A bump in oil price average will increase state revenues by $190 million this fiscal year, state budget officials told us, but the overall picture hasn’t improved. Meanwhile, the state’s fall revenue and oil production forecast, state economists’ best guess for the near future, is due out in early December.
A somewhat higher oil price average over forecasts should result in a gain of $190 million in state revenue in Fiscal Year 2017 if the trend holds, we were told, but that doesn’t make a big dent in a $3 billion deficit.

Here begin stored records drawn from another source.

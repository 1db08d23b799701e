//! # Constants
//!
//! Shared constants used throughout the controller.
//!
//! These values represent reasonable defaults and can be overridden via
//! configuration or environment variables where applicable.

/// API group of the `KeyVaultSecretSync` custom resource
pub const API_GROUP: &str = "keyvault-sync.gitops.io";

/// Field manager used for server-side apply and status patches
pub const FIELD_MANAGER: &str = "keyvault-sync-controller";

/// Default HTTP server port for metrics and health probes
pub const DEFAULT_METRICS_PORT: u16 = 8080;

/// Default HTTP server startup timeout (how long to wait for server to be ready)
pub const DEFAULT_SERVER_STARTUP_TIMEOUT_SECS: u64 = 10;

/// Default HTTP server readiness poll interval
pub const DEFAULT_SERVER_POLL_INTERVAL_MS: u64 = 50;

/// Upper bound for any single call to Key Vault, Entra ID, ARM or the cluster API (seconds)
pub const DEFAULT_EXTERNAL_CALL_TIMEOUT_SECS: u64 = 10;

/// Number of fetch attempts made inside a single sync before giving up
pub const DEFAULT_FETCH_MAX_ATTEMPTS: u32 = 3;

/// Exponential fetch retry starting delay (milliseconds)
pub const DEFAULT_FETCH_BACKOFF_START_MS: u64 = 500;

/// Exponential fetch retry maximum delay (milliseconds)
pub const DEFAULT_FETCH_BACKOFF_MAX_MS: u64 = 8_000;

/// Default delay before restarting the watch stream after it ends (seconds)
pub const DEFAULT_WATCH_RESTART_DELAY_SECS: u64 = 5;

/// Minimum refresh interval accepted on a `KeyVaultSecretSync` (seconds)
pub const MIN_REFRESH_INTERVAL_SECS: u64 = 30;

/// Default number of resources reconciled in parallel
pub const DEFAULT_MAX_CONCURRENT_RECONCILIATIONS: u16 = 10;

/// Label naming the `KeyVaultSecretSync` that owns a materialized secret
pub const OWNER_LABEL: &str = "keyvault-sync.gitops.io/owner";

/// Annotation holding the Key Vault version id of the materialized value
pub const VERSION_ANNOTATION: &str = "keyvault-sync.gitops.io/version";

/// Annotation holding the creation time (unix seconds) of that version
pub const VERSION_CREATED_ANNOTATION: &str = "keyvault-sync.gitops.io/version-created";

/// Annotation holding the RFC3339 time of the last write
pub const SYNCED_AT_ANNOTATION: &str = "keyvault-sync.gitops.io/synced-at";

/// Annotation holding the SHA-256 of the materialized key and value
pub const CONTENT_HASH_ANNOTATION: &str = "keyvault-sync.gitops.io/content-sha256";

/// Annotation holding the `vault/secret` reference the value came from
pub const SOURCE_ANNOTATION: &str = "keyvault-sync.gitops.io/source";

/// Annotation that requests an immediate reconciliation when present
pub const RECONCILE_ANNOTATION: &str = "keyvault-sync.gitops.io/reconcile";

/// Service account annotation read by the Azure workload identity webhook
pub const WORKLOAD_IDENTITY_CLIENT_ID_ANNOTATION: &str = "azure.workload.identity/client-id";

/// Optional tenant override for the Azure workload identity webhook
pub const WORKLOAD_IDENTITY_TENANT_ID_ANNOTATION: &str = "azure.workload.identity/tenant-id";

/// Audience of federated service account tokens exchanged with Entra ID
pub const FEDERATED_TOKEN_AUDIENCE: &str = "api://AzureADTokenExchange";

/// Key Vault data-plane API version
pub const KEY_VAULT_API_VERSION: &str = "7.4";

/// OAuth scope for Key Vault data-plane calls
pub const KEY_VAULT_SCOPE: &str = "https://vault.azure.net/.default";

/// OAuth scope for Azure Resource Manager calls
pub const ARM_SCOPE: &str = "https://management.azure.com/.default";

/// ARM API version for federated identity credentials
pub const ARM_FEDERATION_API_VERSION: &str = "2023-01-31";

/// Default Azure Resource Manager endpoint
pub const DEFAULT_ARM_ENDPOINT: &str = "https://management.azure.com";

The most recent oil forecast was for an average price of $38.89 per barrel and unrestricted general fund revenues of $1.186 billion for FY 2017. However, oil prices are actually averaging $45.55, we’re told, which could increase revenues. The cautionary note: “As we well know, attempting to pinpoint the price of oil is a spin of the lottery wheel,” we were told by a budget official. “The bottom line is that our revenue picture is incrementally better but a $3 billion budget gap
persists and the year is far from over.” Fiscal Year 2017 ends next June 30.

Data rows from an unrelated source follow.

//! # Runtime
//!
//! Controller process lifecycle.
//!
//! - `initialization`: rustls, logging, metrics, HTTP server, clients and startup reconcile
//! - `watch_loop`: kube-runtime `Controller` loop with restart handling
//! - `error_policy`: per-resource backoff and watch stream error classification
//! - `deletion`: cancels in-flight syncs for deleted resources

pub mod deletion;
pub mod error_policy;
pub mod initialization;
pub mod watch_loop;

We published projected budget deficits and Constitutional Budget Reserve balances earlier, and there are no changes in the estimates, we’re told:
Projected CBR draw (in millions) to cover budget deficits:FY2016: $3,920.7
Projected CBR year-end balances
FY2017: $3,265.9Note: The CBR balance at the end of FY 2017, or June 30, 2016, is sufficient to cover only one more year of a deficit in the range of $3 billion.